» **THE PROBLEM**
Before you finish, make sure each line of the records has been retyped exactly.

» **LISTED ENTRIES**
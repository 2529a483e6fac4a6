use chrono::{DateTime, Utc};
use serde::{Deserialize, Serialize};
use uuid::Uuid;

use crate::domain::user::Role;

#[derive(Debug, Clone, Copy, PartialEq, Eq, Serialize, Deserialize)]
#[serde(rename_all = "snake_case")]
pub enum InviteStatus {
    Active,
    Used,
    Revoked,
    Expired,
}

impl InviteStatus {
    pub fn as_str(&self) -> &'static str {
        match self {
            InviteStatus::Active => "active",
            InviteStatus::Used => "used",
            InviteStatus::Revoked => "revoked",
            InviteStatus::Expired => "expired",
        }
    }

    pub fn from_str(s: &str) -> Option<Self> {
        Some(match s {
            "active" => InviteStatus::Active,
            "used" => InviteStatus::Used,
            "revoked" => InviteStatus::Revoked,
            "expired" => InviteStatus::Expired,
            _ => return None,
        })
    }
}

/// A single use of an invite, appended to `Invite::uses` (spec §3).
#[derive(Debug, Clone, Serialize, Deserialize)]
pub struct InviteUse {
    pub used_by: Uuid,
    pub used_at: DateTime<Utc>,
}

/// An activation token (spec §3 `Invite`).
#[derive(Debug, Clone, Serialize, Deserialize)]
pub struct Invite {
    pub id: Uuid,
    pub code: String,
    pub role: Role,
    pub parent_code: Option<String>,
    pub parent_user_id: Option<Uuid>,
    pub created_by: Uuid,
    pub status: InviteStatus,
    pub max_uses: i64,
    pub use_count: i64,
    pub expires_at: Option<DateTime<Utc>>,
    pub uses: Vec<InviteUse>,
}

/// Input to `consume_invite` (spec §4.4).
#[derive(Debug, Clone)]
pub struct ConsumeInviteInput {
    pub code: String,
    pub role: Role,
    pub used_by_user_id: Uuid,
    pub require_active_issuer: bool,
}
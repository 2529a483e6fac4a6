//! Authentication
//! Login, refresh, registration via invite, and bearer-token middleware.

pub mod api;
pub mod jwt;
pub mod middleware;
pub mod models;

pub use jwt::JwtHandler;
pub use middleware::auth_middleware;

» **ANSWER SECTION**
repository 2529a483e6fac4a6
use chrono::{DateTime, Utc};
use serde::{Deserialize, Serialize};
use uuid::Uuid;

use crate::domain::user::Role;

#[derive(Debug, Clone, Copy, PartialEq, Eq, Serialize, Deserialize)]
#[serde(rename_all = "snake_case")]
pub enum InviteStatus {
    Active,
    Used,
    Revoked,
    Expired,
}

impl InviteStatus {
    pub fn as_str(&self) -> &'static str {
        match self {
            InviteStatus::Active => "active",
            InviteStatus::Used => "used",
            InviteStatus::Revoked => "revoked",
            InviteStatus::Expired => "expired",
        }
    }

    pub fn from_str(s: &str) -> Option<Self> {
        Some(match s {
            "active" => InviteStatus::Active,
            "used" => InviteStatus::Used,
            "revoked" => InviteStatus::Revoked,
            "expired" => InviteStatus::Expired,
            _ => return None,
        })
    }
}

/// A single use of an invite, appended to `Invite::uses` (spec §3).
#[derive(Debug, Clone, Serialize, Deserialize)]
pub struct InviteUse {
    pub used_by: Uuid,
    pub used_at: DateTime<Utc>,
}

/// An activation token (spec §3 `Invite`).
#[derive(Debug, Clone, Serialize, Deserialize)]
pub struct Invite {
    pub id: Uuid,
    pub code: String,
    pub role: Role,
    pub parent_code: Option<String>,
    pub parent_user_id: Option<Uuid>,
    pub created_by: Uuid,
    pub status: InviteStatus,
    pub max_uses: i64,
    pub use_count: i64,
    pub expires_at: Option<DateTime<Utc>>,
    pub uses: Vec<InviteUse>,
}

/// Input to `consume_invite` (spec §4.4).
#[derive(Debug, Clone)]
pub struct ConsumeInviteInput {
    pub code: String,
    pub role: Role,
    pub used_by_user_id: Uuid,
    pub require_active_issuer: bool,
}
repository 2529a483e6fac4a6
//! Authentication
//! Login, refresh, registration via invite, and bearer-token middleware.

pub mod api;
pub mod jwt;
pub mod middleware;
pub mod models;

pub use jwt::JwtHandler;
pub use middleware::auth_middleware;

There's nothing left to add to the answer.